-- Opening Marker --

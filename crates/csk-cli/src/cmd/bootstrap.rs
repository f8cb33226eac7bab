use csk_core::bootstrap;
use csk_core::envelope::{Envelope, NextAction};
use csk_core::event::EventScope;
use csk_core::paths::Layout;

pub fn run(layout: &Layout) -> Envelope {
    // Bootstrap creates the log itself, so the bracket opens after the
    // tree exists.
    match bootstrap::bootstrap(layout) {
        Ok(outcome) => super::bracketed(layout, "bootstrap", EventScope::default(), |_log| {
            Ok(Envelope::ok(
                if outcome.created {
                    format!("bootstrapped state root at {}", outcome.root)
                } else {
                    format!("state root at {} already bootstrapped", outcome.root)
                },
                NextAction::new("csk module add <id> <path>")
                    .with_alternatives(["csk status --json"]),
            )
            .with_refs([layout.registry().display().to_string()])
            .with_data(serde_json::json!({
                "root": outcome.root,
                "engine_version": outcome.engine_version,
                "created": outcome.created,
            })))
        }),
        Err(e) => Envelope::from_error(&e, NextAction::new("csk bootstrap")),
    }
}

-- Closing Marker --
-- Opening Marker --

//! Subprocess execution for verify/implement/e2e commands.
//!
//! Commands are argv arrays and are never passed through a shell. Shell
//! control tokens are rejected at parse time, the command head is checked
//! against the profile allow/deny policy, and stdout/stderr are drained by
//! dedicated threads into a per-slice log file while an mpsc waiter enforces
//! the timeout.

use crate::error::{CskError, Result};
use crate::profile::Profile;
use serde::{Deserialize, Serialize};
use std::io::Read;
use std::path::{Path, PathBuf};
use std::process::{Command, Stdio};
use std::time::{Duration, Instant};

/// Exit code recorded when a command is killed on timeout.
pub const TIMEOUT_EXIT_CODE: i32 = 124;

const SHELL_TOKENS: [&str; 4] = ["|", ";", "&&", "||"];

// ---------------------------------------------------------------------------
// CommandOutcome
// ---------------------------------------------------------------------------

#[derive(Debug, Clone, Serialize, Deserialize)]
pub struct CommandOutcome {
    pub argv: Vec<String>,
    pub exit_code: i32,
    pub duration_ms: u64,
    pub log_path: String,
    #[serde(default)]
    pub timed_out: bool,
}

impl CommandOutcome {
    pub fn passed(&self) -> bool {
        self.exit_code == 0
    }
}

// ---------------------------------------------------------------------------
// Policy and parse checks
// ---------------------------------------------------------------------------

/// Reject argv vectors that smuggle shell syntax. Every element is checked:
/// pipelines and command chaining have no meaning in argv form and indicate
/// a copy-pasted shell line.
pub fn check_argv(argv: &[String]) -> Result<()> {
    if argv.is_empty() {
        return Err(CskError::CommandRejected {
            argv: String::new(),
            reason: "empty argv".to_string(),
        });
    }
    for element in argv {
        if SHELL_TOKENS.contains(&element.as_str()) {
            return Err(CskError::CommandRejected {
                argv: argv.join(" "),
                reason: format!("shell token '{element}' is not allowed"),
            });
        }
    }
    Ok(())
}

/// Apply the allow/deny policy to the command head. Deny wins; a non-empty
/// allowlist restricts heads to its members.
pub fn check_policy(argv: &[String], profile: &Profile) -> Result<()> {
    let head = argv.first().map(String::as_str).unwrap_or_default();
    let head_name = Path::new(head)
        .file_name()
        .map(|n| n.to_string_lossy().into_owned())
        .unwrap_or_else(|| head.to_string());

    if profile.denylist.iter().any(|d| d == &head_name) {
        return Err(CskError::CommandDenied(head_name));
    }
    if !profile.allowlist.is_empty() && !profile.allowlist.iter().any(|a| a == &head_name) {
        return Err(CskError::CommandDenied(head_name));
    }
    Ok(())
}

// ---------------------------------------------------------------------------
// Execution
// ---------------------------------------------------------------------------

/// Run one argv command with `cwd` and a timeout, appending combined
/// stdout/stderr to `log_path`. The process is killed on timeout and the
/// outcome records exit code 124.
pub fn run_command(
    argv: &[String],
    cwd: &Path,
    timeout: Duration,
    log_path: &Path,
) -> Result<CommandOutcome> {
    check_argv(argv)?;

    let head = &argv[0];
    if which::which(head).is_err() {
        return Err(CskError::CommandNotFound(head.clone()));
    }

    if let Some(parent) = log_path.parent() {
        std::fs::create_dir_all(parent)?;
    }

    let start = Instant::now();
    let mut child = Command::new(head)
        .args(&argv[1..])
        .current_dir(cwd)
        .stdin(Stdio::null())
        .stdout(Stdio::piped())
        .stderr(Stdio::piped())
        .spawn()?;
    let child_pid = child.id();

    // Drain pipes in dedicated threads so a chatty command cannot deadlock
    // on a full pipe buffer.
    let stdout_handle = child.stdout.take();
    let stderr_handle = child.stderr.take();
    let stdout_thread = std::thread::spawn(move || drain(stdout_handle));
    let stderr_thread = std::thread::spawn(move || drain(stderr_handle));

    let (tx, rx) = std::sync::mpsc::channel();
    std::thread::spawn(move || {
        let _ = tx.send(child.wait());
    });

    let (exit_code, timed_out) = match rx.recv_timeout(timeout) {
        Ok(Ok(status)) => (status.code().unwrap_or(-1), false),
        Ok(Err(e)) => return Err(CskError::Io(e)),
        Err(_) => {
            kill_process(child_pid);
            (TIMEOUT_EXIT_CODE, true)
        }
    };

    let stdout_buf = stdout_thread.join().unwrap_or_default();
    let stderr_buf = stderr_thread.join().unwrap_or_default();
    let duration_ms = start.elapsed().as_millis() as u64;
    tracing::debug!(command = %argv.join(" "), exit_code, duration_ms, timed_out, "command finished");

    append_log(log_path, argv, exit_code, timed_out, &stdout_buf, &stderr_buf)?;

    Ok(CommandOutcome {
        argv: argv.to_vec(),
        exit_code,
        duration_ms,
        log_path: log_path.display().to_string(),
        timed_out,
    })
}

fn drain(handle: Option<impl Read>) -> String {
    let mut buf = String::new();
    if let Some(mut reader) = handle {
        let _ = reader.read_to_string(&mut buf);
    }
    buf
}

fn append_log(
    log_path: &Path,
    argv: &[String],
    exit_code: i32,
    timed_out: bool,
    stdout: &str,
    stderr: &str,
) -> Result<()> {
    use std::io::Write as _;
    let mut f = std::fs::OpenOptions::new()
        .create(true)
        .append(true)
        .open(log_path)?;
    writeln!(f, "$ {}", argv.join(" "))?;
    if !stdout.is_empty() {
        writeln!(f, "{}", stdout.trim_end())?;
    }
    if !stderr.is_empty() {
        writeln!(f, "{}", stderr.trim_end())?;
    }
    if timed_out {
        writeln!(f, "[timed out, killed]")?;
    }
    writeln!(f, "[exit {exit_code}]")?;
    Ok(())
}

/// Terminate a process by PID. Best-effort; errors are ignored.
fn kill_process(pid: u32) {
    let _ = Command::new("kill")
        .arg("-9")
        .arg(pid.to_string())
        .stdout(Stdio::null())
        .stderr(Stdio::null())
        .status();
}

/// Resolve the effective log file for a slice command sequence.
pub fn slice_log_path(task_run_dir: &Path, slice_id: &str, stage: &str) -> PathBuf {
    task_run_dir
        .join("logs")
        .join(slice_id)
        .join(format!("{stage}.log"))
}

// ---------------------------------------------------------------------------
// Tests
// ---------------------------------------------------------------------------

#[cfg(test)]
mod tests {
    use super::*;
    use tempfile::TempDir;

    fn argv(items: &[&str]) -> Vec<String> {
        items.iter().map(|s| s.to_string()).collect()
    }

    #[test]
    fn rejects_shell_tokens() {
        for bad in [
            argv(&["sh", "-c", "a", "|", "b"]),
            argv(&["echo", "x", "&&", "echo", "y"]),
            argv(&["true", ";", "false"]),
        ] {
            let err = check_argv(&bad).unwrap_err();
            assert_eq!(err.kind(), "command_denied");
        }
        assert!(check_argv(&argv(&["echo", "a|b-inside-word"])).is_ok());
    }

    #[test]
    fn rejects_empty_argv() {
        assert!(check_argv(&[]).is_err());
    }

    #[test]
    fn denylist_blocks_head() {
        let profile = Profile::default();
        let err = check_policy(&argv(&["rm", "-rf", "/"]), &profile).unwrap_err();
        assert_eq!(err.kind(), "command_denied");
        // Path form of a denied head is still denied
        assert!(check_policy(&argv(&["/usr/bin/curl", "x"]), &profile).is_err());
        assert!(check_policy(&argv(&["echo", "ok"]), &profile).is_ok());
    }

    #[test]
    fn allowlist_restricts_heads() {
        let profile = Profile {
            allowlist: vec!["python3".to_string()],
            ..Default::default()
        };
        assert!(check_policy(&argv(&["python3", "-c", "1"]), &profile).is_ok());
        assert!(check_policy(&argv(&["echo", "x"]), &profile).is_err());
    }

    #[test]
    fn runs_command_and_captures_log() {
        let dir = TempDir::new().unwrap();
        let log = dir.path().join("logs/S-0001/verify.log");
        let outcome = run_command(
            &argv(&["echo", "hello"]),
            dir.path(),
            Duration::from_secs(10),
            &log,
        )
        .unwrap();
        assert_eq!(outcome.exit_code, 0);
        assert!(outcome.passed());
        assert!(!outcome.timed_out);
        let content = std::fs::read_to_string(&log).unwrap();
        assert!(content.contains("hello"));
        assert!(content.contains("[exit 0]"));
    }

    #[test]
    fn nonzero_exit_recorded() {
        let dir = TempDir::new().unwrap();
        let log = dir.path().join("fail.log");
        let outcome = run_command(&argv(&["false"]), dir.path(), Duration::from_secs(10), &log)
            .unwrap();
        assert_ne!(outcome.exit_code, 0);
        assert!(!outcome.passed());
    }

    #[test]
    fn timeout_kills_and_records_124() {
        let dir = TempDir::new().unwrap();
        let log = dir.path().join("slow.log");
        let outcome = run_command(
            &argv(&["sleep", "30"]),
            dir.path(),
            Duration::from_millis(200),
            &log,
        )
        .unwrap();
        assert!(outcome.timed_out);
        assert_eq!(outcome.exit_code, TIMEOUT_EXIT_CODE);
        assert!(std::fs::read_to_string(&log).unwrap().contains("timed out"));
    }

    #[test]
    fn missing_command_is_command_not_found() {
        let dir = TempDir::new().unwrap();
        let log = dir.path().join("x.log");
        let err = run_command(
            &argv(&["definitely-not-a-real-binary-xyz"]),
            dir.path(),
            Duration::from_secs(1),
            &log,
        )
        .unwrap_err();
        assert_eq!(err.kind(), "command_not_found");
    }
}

-- Closing Marker --

Scan the records above for the string "hello", and copy every line where it turns up.

            &argv(&["echo", "hello"]),
        assert!(content.contains("hello"));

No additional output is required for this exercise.